START Extracted data

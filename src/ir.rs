// Renderer-neutral chart specification produced by the compiler

use serde::{Deserialize, Serialize};

use crate::config::LegendPosition;
use crate::data::Value;

/// Fully resolved description of what to draw.
///
/// Only ordered collections are used so that serializing the same spec twice
/// yields byte-identical output.
#[derive(Debug, Clone, PartialEq, Serialize, Deserialize)]
#[serde(rename_all = "camelCase")]
pub struct ChartSpec {
    pub kind: ChartKind,
    #[serde(default, skip_serializing_if = "Option::is_none")]
    pub title: Option<TitleSpec>,
    #[serde(default, skip_serializing_if = "Option::is_none")]
    pub axes: Option<AxesSpec>,
    #[serde(default)]
    pub series: Vec<SeriesSpec>,
    #[serde(default, skip_serializing_if = "Option::is_none")]
    pub legend: Option<LegendSpec>,
    /// `palette[i mod P]` for every category index `i`
    #[serde(default, skip_serializing_if = "Vec::is_empty")]
    pub category_colors: Vec<String>,
    #[serde(default, skip_serializing_if = "Vec::is_empty")]
    pub indicators: Vec<IndicatorSpec>,
    #[serde(default, skip_serializing_if = "Option::is_none")]
    pub table: Option<TableSpec>,
    #[serde(default, skip_serializing_if = "Option::is_none")]
    pub empty_state: Option<EmptyState>,
}

impl ChartSpec {
    pub fn new(kind: ChartKind) -> Self {
        Self {
            kind,
            title: None,
            axes: None,
            series: Vec::new(),
            legend: None,
            category_colors: Vec::new(),
            indicators: Vec::new(),
            table: None,
            empty_state: None,
        }
    }

    pub fn is_empty_state(&self) -> bool {
        self.empty_state.is_some()
    }
}

#[derive(Debug, Clone, Copy, PartialEq, Eq, Serialize, Deserialize)]
#[serde(rename_all = "camelCase")]
pub enum ChartKind {
    Column,
    Bar,
    Line,
    Area,
    Pie,
    Donut,
    Scatter,
    Gauge,
    Funnel,
    Card,
    MultiRowCard,
    Table,
    Matrix,
    Map,
    Generic,
}

#[derive(Debug, Clone, PartialEq, Serialize, Deserialize)]
#[serde(rename_all = "camelCase")]
pub struct TitleSpec {
    pub text: String,
    pub font_size: f64,
    pub color: String,
}

#[derive(Debug, Clone, Copy, PartialEq, Eq, Serialize, Deserialize)]
#[serde(rename_all = "camelCase")]
pub enum AxisKind {
    Category,
    Value,
}

#[derive(Debug, Clone, PartialEq, Serialize, Deserialize)]
#[serde(rename_all = "camelCase")]
pub struct AxisSpec {
    pub kind: AxisKind,
    pub visible: bool,
    #[serde(default, skip_serializing_if = "Option::is_none")]
    pub title: Option<String>,
    #[serde(default, skip_serializing_if = "Vec::is_empty")]
    pub categories: Vec<String>,
}

/// Horizontal (`x`) and vertical (`y`) axes. Bar charts put the categories on `y`.
#[derive(Debug, Clone, PartialEq, Serialize, Deserialize)]
#[serde(rename_all = "camelCase")]
pub struct AxesSpec {
    pub x: AxisSpec,
    pub y: AxisSpec,
}

impl AxesSpec {
    pub fn category_axis(&self) -> Option<&AxisSpec> {
        [&self.x, &self.y].into_iter().find(|a| a.kind == AxisKind::Category)
    }
}

#[derive(Debug, Clone, PartialEq, Serialize, Deserialize)]
#[serde(rename_all = "camelCase")]
pub struct PointSpec {
    #[serde(default, skip_serializing_if = "Option::is_none")]
    pub label: Option<String>,
    pub x: f64,
    pub y: f64,
    #[serde(default, skip_serializing_if = "Option::is_none")]
    pub size: Option<f64>,
}

#[derive(Debug, Clone, PartialEq, Serialize, Deserialize)]
#[serde(rename_all = "camelCase")]
pub struct SeriesSpec {
    pub name: String,
    /// One value per category (cartesian) or per slice/stage (pie, funnel, map)
    #[serde(default)]
    pub data: Vec<f64>,
    /// Item names when the chart has no category axis
    #[serde(default, skip_serializing_if = "Vec::is_empty")]
    pub labels: Vec<String>,
    #[serde(default, skip_serializing_if = "Vec::is_empty")]
    pub points: Vec<PointSpec>,
    /// Share of total (pie) or percent of first stage (funnel)
    #[serde(default, skip_serializing_if = "Vec::is_empty")]
    pub percentages: Vec<f64>,
    pub color: String,
    #[serde(default, skip_serializing_if = "Option::is_none")]
    pub stack: Option<String>,
    #[serde(default, skip_serializing_if = "Option::is_none")]
    pub inner_radius: Option<f64>,
    #[serde(default)]
    pub data_labels: bool,
    /// Derived by the compiler rather than bound by the user
    #[serde(default)]
    pub is_synthetic: bool,
}

impl SeriesSpec {
    pub fn new(name: impl Into<String>, data: Vec<f64>, color: String) -> Self {
        Self {
            name: name.into(),
            data,
            labels: Vec::new(),
            points: Vec::new(),
            percentages: Vec::new(),
            color,
            stack: None,
            inner_radius: None,
            data_labels: false,
            is_synthetic: false,
        }
    }
}

#[derive(Debug, Clone, PartialEq, Serialize, Deserialize)]
#[serde(rename_all = "camelCase")]
pub struct LegendSpec {
    pub position: LegendPosition,
    pub entries: Vec<String>,
}

/// A single headline number (cards) or a dial (gauges)
#[derive(Debug, Clone, PartialEq, Serialize, Deserialize)]
#[serde(rename_all = "camelCase")]
pub struct IndicatorSpec {
    pub label: String,
    #[serde(default, skip_serializing_if = "Option::is_none")]
    pub group: Option<String>,
    pub value: f64,
    pub formatted: String,
    #[serde(default, skip_serializing_if = "Option::is_none")]
    pub min: Option<f64>,
    #[serde(default, skip_serializing_if = "Option::is_none")]
    pub max: Option<f64>,
    #[serde(default, skip_serializing_if = "Option::is_none")]
    pub target: Option<f64>,
}

#[derive(Debug, Clone, Copy, PartialEq, Eq, Serialize, Deserialize)]
#[serde(rename_all = "camelCase")]
pub enum ColumnKind {
    Dimension,
    Measure,
}

#[derive(Debug, Clone, PartialEq, Serialize, Deserialize)]
#[serde(rename_all = "camelCase")]
pub struct ColumnSpec {
    pub name: String,
    pub kind: ColumnKind,
}

#[derive(Debug, Clone, PartialEq, Serialize, Deserialize)]
#[serde(rename_all = "camelCase")]
pub struct TableSpec {
    pub columns: Vec<ColumnSpec>,
    pub rows: Vec<Vec<Value>>,
    #[serde(default, skip_serializing_if = "Option::is_none")]
    pub totals: Option<Vec<Value>>,
}

/// Placeholder shown while required wells are empty
#[derive(Debug, Clone, PartialEq, Serialize, Deserialize)]
#[serde(rename_all = "camelCase")]
pub struct EmptyState {
    pub icon: String,
    pub title: String,
    pub subtitle: String,
}

// =============================================================================
// Small multiples
// =============================================================================

#[derive(Debug, Clone, Copy, PartialEq, Eq, Serialize, Deserialize)]
#[serde(rename_all = "camelCase")]
pub struct GridLayout {
    pub columns: usize,
    pub rows: usize,
}

#[derive(Debug, Clone, PartialEq, Serialize, Deserialize)]
#[serde(rename_all = "camelCase")]
pub struct PanelSpec {
    pub key: Value,
    pub label: String,
    pub spec: ChartSpec,
}

/// One chart per split value, laid out on a grid
#[derive(Debug, Clone, PartialEq, Serialize, Deserialize)]
#[serde(rename_all = "camelCase")]
pub struct SmallMultiplesSpec {
    pub layout: GridLayout,
    pub panels: Vec<PanelSpec>,
}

END Extracted data

## [Problem details]
Your answer must be the full set of records above, reproduced exactly.

## [Answer to this exercise]
filename src/ir.rs
// Renderer-neutral chart specification produced by the compiler

use serde::{Deserialize, Serialize};

use crate::config::LegendPosition;
use crate::data::Value;

/// Fully resolved description of what to draw.
///
/// Only ordered collections are used so that serializing the same spec twice
/// yields byte-identical output.
#[derive(Debug, Clone, PartialEq, Serialize, Deserialize)]
#[serde(rename_all = "camelCase")]
pub struct ChartSpec {
    pub kind: ChartKind,
    #[serde(default, skip_serializing_if = "Option::is_none")]
    pub title: Option<TitleSpec>,
    #[serde(default, skip_serializing_if = "Option::is_none")]
    pub axes: Option<AxesSpec>,
    #[serde(default)]
    pub series: Vec<SeriesSpec>,
    #[serde(default, skip_serializing_if = "Option::is_none")]
    pub legend: Option<LegendSpec>,
    /// `palette[i mod P]` for every category index `i`
    #[serde(default, skip_serializing_if = "Vec::is_empty")]
    pub category_colors: Vec<String>,
    #[serde(default, skip_serializing_if = "Vec::is_empty")]
    pub indicators: Vec<IndicatorSpec>,
    #[serde(default, skip_serializing_if = "Option::is_none")]
    pub table: Option<TableSpec>,
    #[serde(default, skip_serializing_if = "Option::is_none")]
    pub empty_state: Option<EmptyState>,
}

impl ChartSpec {
    pub fn new(kind: ChartKind) -> Self {
        Self {
            kind,
            title: None,
            axes: None,
            series: Vec::new(),
            legend: None,
            category_colors: Vec::new(),
            indicators: Vec::new(),
            table: None,
            empty_state: None,
        }
    }

    pub fn is_empty_state(&self) -> bool {
        self.empty_state.is_some()
    }
}

#[derive(Debug, Clone, Copy, PartialEq, Eq, Serialize, Deserialize)]
#[serde(rename_all = "camelCase")]
pub enum ChartKind {
    Column,
    Bar,
    Line,
    Area,
    Pie,
    Donut,
    Scatter,
    Gauge,
    Funnel,
    Card,
    MultiRowCard,
    Table,
    Matrix,
    Map,
    Generic,
}

#[derive(Debug, Clone, PartialEq, Serialize, Deserialize)]
#[serde(rename_all = "camelCase")]
pub struct TitleSpec {
    pub text: String,
    pub font_size: f64,
    pub color: String,
}

#[derive(Debug, Clone, Copy, PartialEq, Eq, Serialize, Deserialize)]
#[serde(rename_all = "camelCase")]
pub enum AxisKind {
    Category,
    Value,
}

#[derive(Debug, Clone, PartialEq, Serialize, Deserialize)]
#[serde(rename_all = "camelCase")]
pub struct AxisSpec {
    pub kind: AxisKind,
    pub visible: bool,
    #[serde(default, skip_serializing_if = "Option::is_none")]
    pub title: Option<String>,
    #[serde(default, skip_serializing_if = "Vec::is_empty")]
    pub categories: Vec<String>,
}

/// Horizontal (`x`) and vertical (`y`) axes. Bar charts put the categories on `y`.
#[derive(Debug, Clone, PartialEq, Serialize, Deserialize)]
#[serde(rename_all = "camelCase")]
pub struct AxesSpec {
    pub x: AxisSpec,
    pub y: AxisSpec,
}

impl AxesSpec {
    pub fn category_axis(&self) -> Option<&AxisSpec> {
        [&self.x, &self.y].into_iter().find(|a| a.kind == AxisKind::Category)
    }
}

#[derive(Debug, Clone, PartialEq, Serialize, Deserialize)]
#[serde(rename_all = "camelCase")]
pub struct PointSpec {
    #[serde(default, skip_serializing_if = "Option::is_none")]
    pub label: Option<String>,
    pub x: f64,
    pub y: f64,
    #[serde(default, skip_serializing_if = "Option::is_none")]
    pub size: Option<f64>,
}

#[derive(Debug, Clone, PartialEq, Serialize, Deserialize)]
#[serde(rename_all = "camelCase")]
pub struct SeriesSpec {
    pub name: String,
    /// One value per category (cartesian) or per slice/stage (pie, funnel, map)
    #[serde(default)]
    pub data: Vec<f64>,
    /// Item names when the chart has no category axis
    #[serde(default, skip_serializing_if = "Vec::is_empty")]
    pub labels: Vec<String>,
    #[serde(default, skip_serializing_if = "Vec::is_empty")]
    pub points: Vec<PointSpec>,
    /// Share of total (pie) or percent of first stage (funnel)
    #[serde(default, skip_serializing_if = "Vec::is_empty")]
    pub percentages: Vec<f64>,
    pub color: String,
    #[serde(default, skip_serializing_if = "Option::is_none")]
    pub stack: Option<String>,
    #[serde(default, skip_serializing_if = "Option::is_none")]
    pub inner_radius: Option<f64>,
    #[serde(default)]
    pub data_labels: bool,
    /// Derived by the compiler rather than bound by the user
    #[serde(default)]
    pub is_synthetic: bool,
}

impl SeriesSpec {
    pub fn new(name: impl Into<String>, data: Vec<f64>, color: String) -> Self {
        Self {
            name: name.into(),
            data,
            labels: Vec::new(),
            points: Vec::new(),
            percentages: Vec::new(),
            color,
            stack: None,
            inner_radius: None,
            data_labels: false,
            is_synthetic: false,
        }
    }
}

#[derive(Debug, Clone, PartialEq, Serialize, Deserialize)]
#[serde(rename_all = "camelCase")]
pub struct LegendSpec {
    pub position: LegendPosition,
    pub entries: Vec<String>,
}

/// A single headline number (cards) or a dial (gauges)
#[derive(Debug, Clone, PartialEq, Serialize, Deserialize)]
#[serde(rename_all = "camelCase")]
pub struct IndicatorSpec {
    pub label: String,
    #[serde(default, skip_serializing_if = "Option::is_none")]
    pub group: Option<String>,
    pub value: f64,
    pub formatted: String,
    #[serde(default, skip_serializing_if = "Option::is_none")]
    pub min: Option<f64>,
    #[serde(default, skip_serializing_if = "Option::is_none")]
    pub max: Option<f64>,
    #[serde(default, skip_serializing_if = "Option::is_none")]
    pub target: Option<f64>,
}

#[derive(Debug, Clone, Copy, PartialEq, Eq, Serialize, Deserialize)]
#[serde(rename_all = "camelCase")]
pub enum ColumnKind {
    Dimension,
    Measure,
}

#[derive(Debug, Clone, PartialEq, Serialize, Deserialize)]
#[serde(rename_all = "camelCase")]
pub struct ColumnSpec {
    pub name: String,
    pub kind: ColumnKind,
}

#[derive(Debug, Clone, PartialEq, Serialize, Deserialize)]
#[serde(rename_all = "camelCase")]
pub struct TableSpec {
    pub columns: Vec<ColumnSpec>,
    pub rows: Vec<Vec<Value>>,
    #[serde(default, skip_serializing_if = "Option::is_none")]
    pub totals: Option<Vec<Value>>,
}

/// Placeholder shown while required wells are empty
#[derive(Debug, Clone, PartialEq, Serialize, Deserialize)]
#[serde(rename_all = "camelCase")]
pub struct EmptyState {
    pub icon: String,
    pub title: String,
    pub subtitle: String,
}

// =============================================================================
// Small multiples
// =============================================================================

#[derive(Debug, Clone, Copy, PartialEq, Eq, Serialize, Deserialize)]
#[serde(rename_all = "camelCase")]
pub struct GridLayout {
    pub columns: usize,
    pub rows: usize,
}

#[derive(Debug, Clone, PartialEq, Serialize, Deserialize)]
#[serde(rename_all = "camelCase")]
pub struct PanelSpec {
    pub key: Value,
    pub label: String,
    pub spec: ChartSpec,
}

/// One chart per split value, laid out on a grid
#[derive(Debug, Clone, PartialEq, Serialize, Deserialize)]
#[serde(rename_all = "camelCase")]
pub struct SmallMultiplesSpec {
    pub layout: GridLayout,
    pub panels: Vec<PanelSpec>,
}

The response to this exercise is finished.